The Aftermath for the Families
Think about Marisa Patti for a second. She spent over two decades with this man. She shared a bed with him. She trusted him. Then, years after he’s gone, the police knock on her door and tell her he was a brutal murderer who killed a woman on Valentine’s Day while her parents stood in the next room.
That’s a different kind of trauma.
The Serrin family finally got their answer, but they didn't get a trial. There was no courtroom confrontation. No chance to ask why.
David Mabrito was described by some as a transient at times, but he clearly had the ability to mask his darkness well enough to maintain a long-term relationship. It’s a chilling reminder that you never truly know what’s going on in someone else’s head.

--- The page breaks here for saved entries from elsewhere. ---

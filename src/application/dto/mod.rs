//! Data transfer objects for the application layer.

mod auth_dto;

pub use auth_dto::{LoginResponse, TokenSource};
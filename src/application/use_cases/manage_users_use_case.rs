//! User list, create, edit and delete workflow.

use std::sync::Arc;

use tracing::{debug, info, warn};

use crate::application::services::SessionStore;
use crate::domain::entities::{AuthToken, User, UserId};
use crate::domain::errors::ApiError;
use crate::domain::ports::{UserDraft, UserPort};

/// Protected user operations. Each call reads the session token just before
/// issuing its request and fails with [`ApiError::NotAuthenticated`] when
/// there is none.
#[derive(Clone)]
pub struct ManageUsersUseCase {
    user_port: Arc<dyn UserPort>,
    session: SessionStore,
}

impl ManageUsersUseCase {
    #[must_use]
    pub const fn new(user_port: Arc<dyn UserPort>, session: SessionStore) -> Self {
        Self { user_port, session }
    }

    fn token(&self) -> Result<AuthToken, ApiError> {
        self.session.token().ok_or(ApiError::NotAuthenticated)
    }

    /// Fetches every user.
    ///
    /// # Errors
    /// Returns error if there is no session or the request fails.
    pub async fn list(&self) -> Result<Vec<User>, ApiError> {
        let token = self.token()?;
        let users = self.user_port.list_users(&token).await?;
        debug!(count = users.len(), "Loaded users");
        Ok(users)
    }

    /// Fetches one user for editing.
    ///
    /// # Errors
    /// Returns error if there is no session or the request fails.
    pub async fn fetch(&self, id: UserId) -> Result<User, ApiError> {
        let token = self.token()?;
        self.user_port.get_user(&token, id).await.map_err(|e| {
            warn!(user_id = %id, error = %e, "Failed to fetch user");
            e
        })
    }

    /// # Errors
    /// Returns error if there is no session or the server rejects the draft.
    pub async fn create(&self, draft: &UserDraft) -> Result<User, ApiError> {
        let token = self.token()?;
        let user = self.user_port.create_user(&token, draft).await?;
        info!(user_id = %user.id(), "User created");
        Ok(user)
    }

    /// # Errors
    /// Returns error if there is no session or the server rejects the draft.
    pub async fn update(&self, id: UserId, draft: &UserDraft) -> Result<User, ApiError> {
        let token = self.token()?;
        let user = self.user_port.update_user(&token, id, draft).await?;
        info!(user_id = %id, "User updated");
        Ok(user)
    }

    /// Deletes a user, then refetches the list exactly once.
    ///
    /// # Errors
    /// Returns error if there is no session, the delete fails, or the refetch
    /// fails. A failed delete is not followed by a refetch.
    pub async fn delete_and_refetch(&self, id: UserId) -> Result<Vec<User>, ApiError> {
        let token = self.token()?;
        self.user_port.delete_user(&token, id).await.map_err(|e| {
            warn!(user_id = %id, error = %e, "Failed to delete user");
            e
        })?;
        info!(user_id = %id, "User deleted");

        self.list().await
    }
}
//! Per-field validation messages reported by the server.

use std::collections::BTreeMap;

/// Mapping from field name to the messages the server reported for it.
///
/// Held only while a form is in its invalid state and replaced wholesale on
/// every failed submission.
#[derive(Debug, Clone, Default, PartialEq, Eq)]
pub struct ValidationErrors {
    fields: BTreeMap<String, Vec<String>>,
}

impl ValidationErrors {
    #[must_use]
    pub fn new() -> Self {
        Self::default()
    }

    /// Appends a message for a field.
    pub fn push(&mut self, field: impl Into<String>, message: impl Into<String>) {
        self.fields
            .entry(field.into())
            .or_default()
            .push(message.into());
    }

    /// Returns the first message for a field, the one forms display.
    #[must_use]
    pub fn first(&self, field: &str) -> Option<&str> {
        self.fields
            .get(field)
            .and_then(|messages| messages.first())
            .map(String::as_str)
    }

    /// Returns every message for a field.
    #[must_use]
    pub fn messages(&self, field: &str) -> &[String] {
        self.fields.get(field).map_or(&[], Vec::as_slice)
    }

    #[must_use]
    pub fn contains(&self, field: &str) -> bool {
        self.fields.contains_key(field)
    }

    #[must_use]
    pub fn is_empty(&self) -> bool {
        self.fields.is_empty()
    }

    #[must_use]
    pub fn len(&self) -> usize {
        self.fields.len()
    }

    /// Iterates field names in sorted order.
    pub fn fields(&self) -> impl Iterator<Item = &str> {
        self.fields.keys().map(String::as_str)
    }
}

impl<K, V> FromIterator<(K, V)> for ValidationErrors
where
    K: Into<String>,
    V: IntoIterator,
    V::Item: Into<String>,
{
    fn from_iter<I: IntoIterator<Item = (K, V)>>(iter: I) -> Self {
        let fields = iter
            .into_iter()
            .map(|(field, messages)| {
                (
                    field.into(),
                    messages.into_iter().map(Into::into).collect::<Vec<String>>(),
                )
            })
            .filter(|(_, messages)| !messages.is_empty())
            .collect();

        Self { fields }
    }
}
use clap::Parser;
use color_eyre::eyre::Result;
use tracing::{info, warn};
use tracing_subscriber::{EnvFilter, fmt, layer::SubscriberExt, util::SubscriberInitExt};

use userdesk::infrastructure::{
    ApiClient, AppConfig, CliArgs, ConfigLoader, build_token_storage,
};
use userdesk::presentation::{App, Theme};

fn init_logging(config: &AppConfig) -> Result<()> {
    let filter = EnvFilter::try_from_default_env()
        .unwrap_or_else(|_| EnvFilter::new(config.log_level.to_string()));

    if let Some(log_path) = config.effective_log_path() {
        if let Some(parent) = log_path.parent() {
            std::fs::create_dir_all(parent)?;
        }

        let file = std::fs::OpenOptions::new()
            .create(true)
            .append(true)
            .open(&log_path)?;

        let file_layer = fmt::layer()
            .with_writer(file)
            .with_ansi(false)
            .with_target(true)
            .with_thread_ids(false);

        tracing_subscriber::registry()
            .with(filter)
            .with(file_layer)
            .init();

        info!(path = %log_path.display(), "Logging initialized");
    } else {
        tracing_subscriber::registry().with(filter).init();
    }

    Ok(())
}

fn load_config(args: &CliArgs) -> Result<AppConfig> {
    let mut config = ConfigLoader::new()?.load(args.config.as_deref())?;
    config.merge_with_args(args);
    Ok(config)
}

fn create_app(config: &AppConfig) -> Result<App> {
    let api_client = std::sync::Arc::new(ApiClient::with_base_url(
        config.api_url.as_str(),
        config.request_timeout(),
    )?);
    let token_storage = build_token_storage(config.token_store)?;

    info!(
        api_url = %api_client.base_url(),
        token_store = ?config.token_store,
        "Adapters ready"
    );

    Ok(App::new(
        api_client.clone(),
        api_client,
        token_storage,
        Theme::new(&config.ui.accent_color),
    ))
}

#[tokio::main]
async fn main() -> Result<()> {
    color_eyre::install()?;

    let dotenv = dotenvy::dotenv();
    let args = CliArgs::parse();
    let config = load_config(&args)?;

    init_logging(&config)?;
    info!(version = userdesk::VERSION, "Starting {}", userdesk::NAME);
    if let Err(e) = dotenv
        && !e.not_found()
    {
        warn!(error = %e, "Failed to load .env file");
    }

    let app = create_app(&config)?;

    let mut terminal = ratatui::init();

    let result = app.run(&mut terminal, args.token.clone(), args.route).await;

    ratatui::restore();

    result
}
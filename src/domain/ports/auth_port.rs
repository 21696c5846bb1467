//! Authentication port definition.

use std::fmt;

use async_trait::async_trait;

use crate::domain::entities::{AuthToken, User};
use crate::domain::errors::ApiError;

/// Email and password submitted by the login form.
#[derive(Clone, PartialEq, Eq)]
pub struct Credentials {
    pub email: String,
    pub password: String,
}

impl Credentials {
    #[must_use]
    pub fn new(email: impl Into<String>, password: impl Into<String>) -> Self {
        Self {
            email: email.into(),
            password: password.into(),
        }
    }
}

impl fmt::Debug for Credentials {
    fn fmt(&self, f: &mut fmt::Formatter<'_>) -> fmt::Result {
        f.debug_struct("Credentials")
            .field("email", &self.email)
            .field("password", &"<redacted>")
            .finish()
    }
}

/// Account details submitted by the registration form.
#[derive(Clone, PartialEq, Eq)]
pub struct Registration {
    pub name: String,
    pub email: String,
    pub password: String,
}

impl Registration {
    #[must_use]
    pub fn new(
        name: impl Into<String>,
        email: impl Into<String>,
        password: impl Into<String>,
    ) -> Self {
        Self {
            name: name.into(),
            email: email.into(),
            password: password.into(),
        }
    }
}

impl fmt::Debug for Registration {
    fn fmt(&self, f: &mut fmt::Formatter<'_>) -> fmt::Result {
        f.debug_struct("Registration")
            .field("name", &self.name)
            .field("email", &self.email)
            .field("password", &"<redacted>")
            .finish()
    }
}

/// Successful login: the authenticated user and their session token.
#[derive(Debug, Clone)]
pub struct LoginGrant {
    pub user: User,
    pub token: AuthToken,
}

/// Port for the public authentication endpoints.
#[async_trait]
pub trait AuthPort: Send + Sync {
    /// Exchanges credentials for a session token.
    async fn login(&self, credentials: &Credentials) -> Result<LoginGrant, ApiError>;

    /// Creates an account.
    async fn register(&self, registration: &Registration) -> Result<User, ApiError>;
}
//! UI screens.

mod app;
mod home_screen;
mod login_screen;
mod register_screen;
mod user_form_screen;
mod user_list_screen;

pub use app::App;
pub use home_screen::HomeScreen;
pub use login_screen::LoginScreen;
pub use register_screen::RegisterScreen;
pub use user_form_screen::{UserFormMode, UserFormScreen};
pub use user_list_screen::UserListScreen;

use ratatui::layout::{Constraint, Layout, Rect};

use crate::domain::{Route, UserId};

/// What a screen asks the app to do after a key press.
#[derive(Debug, Clone, Copy, PartialEq, Eq)]
pub enum ScreenAction {
    None,
    Quit,
    Navigate(Route),
    Submit,
    Delete(UserId),
    Refresh,
    Logout,
}

/// Centers a box of at most `width` x `height` cells inside `area`.
#[must_use]
pub fn centered_area(width: u16, height: u16, area: Rect) -> Rect {
    let [_, vertical, _] = Layout::vertical([
        Constraint::Fill(1),
        Constraint::Length(height.min(area.height)),
        Constraint::Fill(1),
    ])
    .areas(area);
    let [_, centered, _] = Layout::horizontal([
        Constraint::Fill(1),
        Constraint::Length(width.min(area.width)),
        Constraint::Fill(1),
    ])
    .areas(vertical);
    centered
}

#[cfg(test)]
mod tests {
    use super::*;

    #[test]
    fn test_centered_area_fits_inside() {
        let area = Rect::new(0, 0, 100, 40);
        let centered = centered_area(50, 10, area);
        assert_eq!(centered.width, 50);
        assert_eq!(centered.height, 10);
        assert_eq!(centered.x, 25);
        assert_eq!(centered.y, 15);
    }

    #[test]
    fn test_centered_area_clamps_to_parent() {
        let area = Rect::new(0, 0, 30, 5);
        let centered = centered_area(50, 10, area);
        assert_eq!(centered, area);
    }
}
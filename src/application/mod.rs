//! Application layer with use cases, session state and navigation policy.

/// Data transfer objects.
pub mod dto;
/// Session and routing services.
pub mod services;
/// Use case implementations.
pub mod use_cases;

pub use dto::{LoginResponse, TokenSource};
pub use services::{GateDecision, RouteGate, SessionStore};
pub use use_cases::{LoginUseCase, ManageUsersUseCase, RegisterUseCase, ResolveSessionUseCase};
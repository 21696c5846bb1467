//! Public landing screen.

use crossterm::event::{KeyCode, KeyEvent};
use ratatui::{
    buffer::Buffer,
    layout::{Constraint, Layout, Rect},
    style::Modifier,
    text::{Line, Span},
    widgets::{Block, Borders, Clear, List, ListItem, ListState, Paragraph, StatefulWidget, Widget},
};

use super::{ScreenAction, centered_area};
use crate::domain::Route;
use crate::presentation::events::EventHandler;
use crate::presentation::theme::Theme;

#[derive(Debug, Clone, Copy, PartialEq, Eq)]
enum MenuEntry {
    Login,
    Register,
    Users,
    Logout,
}

impl MenuEntry {
    const fn label(self) -> &'static str {
        match self {
            Self::Login => "Login",
            Self::Register => "Register",
            Self::Users => "Users",
            Self::Logout => "Logout",
        }
    }

    const fn action(self) -> ScreenAction {
        match self {
            Self::Login => ScreenAction::Navigate(Route::Login),
            Self::Register => ScreenAction::Navigate(Route::Register),
            Self::Users => ScreenAction::Navigate(Route::Users),
            Self::Logout => ScreenAction::Logout,
        }
    }
}

pub struct HomeScreen {
    entries: Vec<MenuEntry>,
    list_state: ListState,
    theme: Theme,
}

impl HomeScreen {
    #[must_use]
    pub fn new(is_authenticated: bool, theme: Theme) -> Self {
        let entries = if is_authenticated {
            vec![MenuEntry::Users, MenuEntry::Logout]
        } else {
            vec![MenuEntry::Login, MenuEntry::Register]
        };
        Self {
            entries,
            list_state: ListState::default().with_selected(Some(0)),
            theme,
        }
    }

    #[must_use]
    pub fn labels(&self) -> Vec<&'static str> {
        self.entries.iter().map(|e| e.label()).collect()
    }

    pub fn handle_key(&mut self, key: KeyEvent) -> ScreenAction {
        if EventHandler::is_quit_event(&key) {
            return ScreenAction::Quit;
        }
        match key.code {
            KeyCode::Up | KeyCode::Char('k') => self.list_state.select_previous(),
            KeyCode::Down | KeyCode::Char('j') => self.list_state.select_next(),
            KeyCode::Enter => {
                let last = self.entries.len().saturating_sub(1);
                let selected = self.list_state.selected().unwrap_or(0).min(last);
                if let Some(entry) = self.entries.get(selected) {
                    return entry.action();
                }
            }
            KeyCode::Char('l') => return ScreenAction::Navigate(Route::Login),
            KeyCode::Char('r') => return ScreenAction::Navigate(Route::Register),
            KeyCode::Char('u') => return ScreenAction::Navigate(Route::Users),
            _ => {}
        }
        ScreenAction::None
    }

    pub fn render(&mut self, area: Rect, buf: &mut Buffer) {
        let height = u16::try_from(self.entries.len()).unwrap_or(u16::MAX).saturating_add(6);
        let content = centered_area(44, height, area);
        Clear.render(content, buf);

        let block = Block::default()
            .borders(Borders::ALL)
            .border_style(self.theme.border_style())
            .title(Line::from(" userdesk ").centered());
        let inner = block.inner(content);
        block.render(content, buf);

        let [intro, _, menu, hint] = Layout::vertical([
            Constraint::Length(1),
            Constraint::Length(1),
            Constraint::Fill(1),
            Constraint::Length(1),
        ])
        .areas(inner);

        Paragraph::new("User management console")
            .centered()
            .render(intro, buf);

        let items: Vec<ListItem> = self
            .entries
            .iter()
            .map(|e| ListItem::new(Line::from(Span::raw(e.label()))))
            .collect();
        let list = List::new(items)
            .highlight_style(self.theme.selection_style)
            .highlight_symbol("> ");
        StatefulWidget::render(list, menu, buf, &mut self.list_state);

        Paragraph::new("↑/↓ select | Enter open | q quit")
            .style(self.theme.dimmed_style.add_modifier(Modifier::ITALIC))
            .centered()
            .render(hint, buf);
    }
}
//! Use case implementations.

mod login_use_case;
mod manage_users_use_case;
mod register_use_case;
mod resolve_session_use_case;

pub use login_use_case::LoginUseCase;
pub use manage_users_use_case::ManageUsersUseCase;
pub use register_use_case::RegisterUseCase;
pub use resolve_session_use_case::ResolveSessionUseCase;
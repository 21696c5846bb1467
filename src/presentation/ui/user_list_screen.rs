//! User list screen.

use crossterm::event::{KeyCode, KeyEvent};
use ratatui::{
    buffer::Buffer,
    layout::{Constraint, Layout, Rect},
    style::Style,
    text::{Line, Span},
    widgets::{Paragraph, StatefulWidget, TableState, Widget},
};

use super::ScreenAction;
use crate::domain::{ApiError, Route, User, UserId};
use crate::presentation::theme::Theme;
use crate::presentation::widgets::{UserTable, UserTableStyle};

pub struct UserListScreen {
    users: Vec<User>,
    table_state: TableState,
    loading: bool,
    error: Option<String>,
    pending_delete: Option<UserId>,
    theme: Theme,
}

impl UserListScreen {
    #[must_use]
    pub fn new(theme: Theme) -> Self {
        Self {
            users: Vec::new(),
            table_state: TableState::default(),
            loading: true,
            error: None,
            pending_delete: None,
            theme,
        }
    }

    #[must_use]
    pub fn users(&self) -> &[User] {
        &self.users
    }

    #[must_use]
    pub const fn is_loading(&self) -> bool {
        self.loading
    }

    #[must_use]
    pub fn error(&self) -> Option<&str> {
        self.error.as_deref()
    }

    pub fn set_loading(&mut self) {
        self.loading = true;
        self.error = None;
    }

    /// Replaces the rows, keeping the cursor in range.
    pub fn set_users(&mut self, users: Vec<User>) {
        self.loading = false;
        self.error = None;
        let selected = self.table_state.selected().unwrap_or(0);
        self.users = users;
        if self.users.is_empty() {
            self.table_state.select(None);
        } else {
            self.table_state
                .select(Some(selected.min(self.users.len() - 1)));
        }
    }

    /// Keeps the previous rows and shows the failure.
    pub fn set_error(&mut self, error: &ApiError) {
        self.loading = false;
        self.error = Some(error.banner());
    }

    #[must_use]
    pub fn selected_user(&self) -> Option<&User> {
        self.table_state.selected().and_then(|i| self.users.get(i))
    }

    fn select_next(&mut self) {
        if self.users.is_empty() {
            return;
        }
        let next = self
            .table_state
            .selected()
            .map_or(0, |i| (i + 1).min(self.users.len() - 1));
        self.table_state.select(Some(next));
    }

    fn select_previous(&mut self) {
        if self.users.is_empty() {
            return;
        }
        let prev = self
            .table_state
            .selected()
            .map_or(0, |i| i.saturating_sub(1));
        self.table_state.select(Some(prev));
    }

    pub fn handle_key(&mut self, key: KeyEvent) -> ScreenAction {
        if let Some(id) = self.pending_delete.take() {
            return match key.code {
                KeyCode::Char('y' | 'Y') => ScreenAction::Delete(id),
                _ => ScreenAction::None,
            };
        }

        match key.code {
            KeyCode::Char('q') => ScreenAction::Quit,
            KeyCode::Esc => ScreenAction::Navigate(Route::Home),
            KeyCode::Up | KeyCode::Char('k') => {
                self.select_previous();
                ScreenAction::None
            }
            KeyCode::Down | KeyCode::Char('j') => {
                self.select_next();
                ScreenAction::None
            }
            KeyCode::Char('a' | 'c') => ScreenAction::Navigate(Route::UserCreate),
            KeyCode::Char('e') | KeyCode::Enter => self
                .selected_user()
                .map_or(ScreenAction::None, |u| {
                    ScreenAction::Navigate(Route::UserEdit(u.id()))
                }),
            KeyCode::Char('d') | KeyCode::Delete => {
                self.pending_delete = self.selected_user().map(User::id);
                ScreenAction::None
            }
            KeyCode::Char('r') => ScreenAction::Refresh,
            _ => ScreenAction::None,
        }
    }

    fn footer(&self) -> Line<'_> {
        if let Some(id) = self.pending_delete {
            let name = self
                .users
                .iter()
                .find(|u| u.id() == id)
                .map_or("this user", User::name);
            return Line::from(Span::styled(
                format!("Delete {name}? y: confirm | any other key: cancel"),
                self.theme.error_style,
            ));
        }
        if let Some(error) = &self.error {
            return Line::from(Span::styled(error.as_str(), self.theme.error_style));
        }
        if self.loading {
            return Line::from(Span::styled("Loading…", self.theme.dimmed_style));
        }
        Line::from(Span::styled(
            "a: add new user | e: edit | d: delete | r: refresh | Esc: home | Ctrl+X: logout",
            self.theme.dimmed_style,
        ))
    }

    pub fn render(&mut self, area: Rect, buf: &mut Buffer) {
        let [table_area, footer_area] =
            Layout::vertical([Constraint::Fill(1), Constraint::Length(1)]).areas(area);

        let style = UserTableStyle {
            border_style: self.theme.border_style(),
            selected_style: self.theme.selection_style,
            empty_style: self.theme.error_style,
            ..UserTableStyle::default()
        };
        UserTable::new(&self.users)
            .title(" Users ")
            .style(style)
            .render(table_area, buf, &mut self.table_state);

        Paragraph::new(self.footer())
            .style(Style::default())
            .render(footer_area, buf);
    }
}
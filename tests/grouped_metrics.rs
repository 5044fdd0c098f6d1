// ==============================================
// GROUPED CACHE METRICS TESTS (integration)
// ==============================================
use cappedcache::metrics::exporter::PrometheusTextExporter;
use cappedcache::metrics::snapshot::GroupedMetricsSnapshot;
use cappedcache::metrics::traits::{MetricsExporter, MetricsReset, MetricsSnapshotProvider};
use cappedcache::policy::grouped_fifo::CappedGroupedCache;

fn churned_cache() -> CappedGroupedCache<u64, u64, u64> {
    let cache = CappedGroupedCache::new(3);
    cache.put(1, 1, 1);
    cache.put(1, 2, 2);
    cache.put(1, 3, 3);
    cache.put(1, 1, 10);
    cache.remove(&1, &2);
    cache.put(1, 4, 4);
    // Evicts (1, 1).
    cache.put(1, 5, 5);
    // Skips the stale (1, 2) slot, evicts (1, 3), then compacts.
    cache.put(1, 6, 6);
    cache
}

#[test]
fn write_path_counters() {
    let cache = churned_cache();
    let snap = cache.metrics_snapshot();

    assert_eq!(snap.put_calls, 7);
    assert_eq!(snap.put_new, 6);
    assert_eq!(snap.put_updates, 1);
    assert_eq!(snap.evict_calls, 6);
    assert_eq!(snap.evicted_entries, 2);
    assert_eq!(snap.stale_skips, 1);
    assert_eq!(snap.compactions, 1);
    assert_eq!(snap.compacted_slots, 3);
    assert_eq!(snap.remove_calls, 1);
    assert_eq!(snap.removed_entries, 1);
}

#[test]
fn gauges_reflect_current_state() {
    let cache = churned_cache();
    let snap = cache.metrics_snapshot();

    assert_eq!(snap.len, 3);
    assert_eq!(snap.groups, 1);
    assert_eq!(snap.order_len, 3);
    assert_eq!(snap.capacity, 3);
}

#[test]
fn read_path_counters_are_shared_by_clones() {
    let cache = churned_cache();
    let other = cache.clone();

    assert!(cache.get(&1, &6).is_some());
    assert!(other.get(&1, &1).is_none());
    assert_eq!(other.get_with(&1, &5, |v| *v), Some(5));

    let snap = cache.metrics_snapshot();
    assert_eq!(snap.get_hits, 2);
    assert_eq!(snap.get_misses, 1);
}

#[test]
fn load_and_group_removal_are_counted() {
    let cache: CappedGroupedCache<u64, u64, (u64, u64)> = CappedGroupedCache::new(10);
    cache.load(vec![(1, 1), (1, 2), (2, 1)], |&(g, i)| (g, i));
    cache.group_remove(&1);

    let snap = cache.metrics_snapshot();
    assert_eq!(snap.loads, 1);
    assert_eq!(snap.remove_calls, 1);
    assert_eq!(snap.removed_entries, 2);
    assert_eq!(snap.evict_calls, 0);
}

#[test]
fn reset_clears_counters_not_gauges() {
    let cache = churned_cache();
    let _ = cache.get(&1, &6);
    cache.reset_metrics();

    let snap = cache.metrics_snapshot();
    assert_eq!(
        snap,
        GroupedMetricsSnapshot {
            len: 3,
            groups: 1,
            order_len: 3,
            capacity: 3,
            ..Default::default()
        }
    );
}

#[test]
fn prometheus_export_of_live_cache() {
    let cache = churned_cache();
    let exporter = PrometheusTextExporter::new("msgcache", Vec::new());
    exporter.export(&cache.metrics_snapshot());

    let text = String::from_utf8(exporter.into_inner()).unwrap();
    assert!(text.contains("# TYPE msgcache_evicted_entries_total counter\nmsgcache_evicted_entries_total 2\n"));
    assert!(text.contains("# TYPE msgcache_len gauge\nmsgcache_len 3\n"));
}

Lessons from the Jodine Serrin Case
This case changed how local departments approach cold cases in California. It proved that even a "dead" lead can be revived if the physical evidence is preserved correctly.
- DNA is King: If you have biological evidence, the case is never truly "unsolvable." Technology is always evolving.
- Genetic Privacy: This case highlights why people are often urged to opt-in to law enforcement searches on genealogy sites. Without those distant cousins sharing their data, Mabrito might never have been caught.
- The Double Life: Violent offenders aren't always "monsters" 24/7. They can be coworkers, boyfriends, and neighbors.
If you're following cold cases or interested in how these mysteries get unraveled, the best thing you can do is support organizations like Season of Justice. They provide funding for advanced DNA testing that small-town police departments often can't afford.
You can also check your own settings on sites like GEDmatch or FamilyTreeDNA. If you want to help solve cases like Jodine's, make sure your profile is set to allow law enforcement access. One distant match is often all it takes to bring a killer out of the shadows.